• Requirement
Repeat every entry, word for word, leaving no line out.

• Raw data
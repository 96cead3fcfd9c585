//! CLI command implementations

mod cast;
mod config;
mod info;
mod screens;

pub use cast::{CastArgs, cast};
pub use config::{ConfigArgs, config};
pub use info::info;
pub use screens::screens;

use std::time::Duration;

use anyhow::{Context, Result};
use portalcast_core::protocol::wayland::WaylandTransport;
use portalcast_core::{ConfigFile, Integration, IntegrationConfig};

/// How long to wait for the compositor to announce its globals
const SETTLE_TIMEOUT: Duration = Duration::from_secs(5);

/// Connect to the compositor with the user's configuration
pub(crate) async fn connect() -> Result<Integration> {
    let file = ConfigFile::load_or_default();
    let integration = Integration::new(IntegrationConfig::from(&file));

    integration
        .init(WaylandTransport::new())
        .context("Failed to start the compositor connection")?;
    integration
        .wait_until_settled(SETTLE_TIMEOUT)
        .await
        .context("Compositor did not finish announcing its interfaces")?;

    Ok(integration)
}

/// Truncate a string to max length with ellipsis
pub(crate) fn truncate(s: &str, max_len: usize) -> String {
    if s.chars().count() <= max_len {
        s.to_string()
    } else {
        let head: String = s.chars().take(max_len.saturating_sub(3)).collect();
        format!("{}...", head)
    }
}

• Your response
repository 96cead3fcfd9c585
//! CLI command implementations

mod cast;
mod config;
mod info;
mod screens;

pub use cast::{CastArgs, cast};
pub use config::{ConfigArgs, config};
pub use info::info;
pub use screens::screens;

use std::time::Duration;

use anyhow::{Context, Result};
use portalcast_core::protocol::wayland::WaylandTransport;
use portalcast_core::{ConfigFile, Integration, IntegrationConfig};

/// How long to wait for the compositor to announce its globals
const SETTLE_TIMEOUT: Duration = Duration::from_secs(5);

/// Connect to the compositor with the user's configuration
pub(crate) async fn connect() -> Result<Integration> {
    let file = ConfigFile::load_or_default();
    let integration = Integration::new(IntegrationConfig::from(&file));

    integration
        .init(WaylandTransport::new())
        .context("Failed to start the compositor connection")?;
    integration
        .wait_until_settled(SETTLE_TIMEOUT)
        .await
        .context("Compositor did not finish announcing its interfaces")?;

    Ok(integration)
}

/// Truncate a string to max length with ellipsis
pub(crate) fn truncate(s: &str, max_len: usize) -> String {
    if s.chars().count() <= max_len {
        s.to_string()
    } else {
        let head: String = s.chars().take(max_len.saturating_sub(3)).collect();
        format!("{}...", head)
    }
}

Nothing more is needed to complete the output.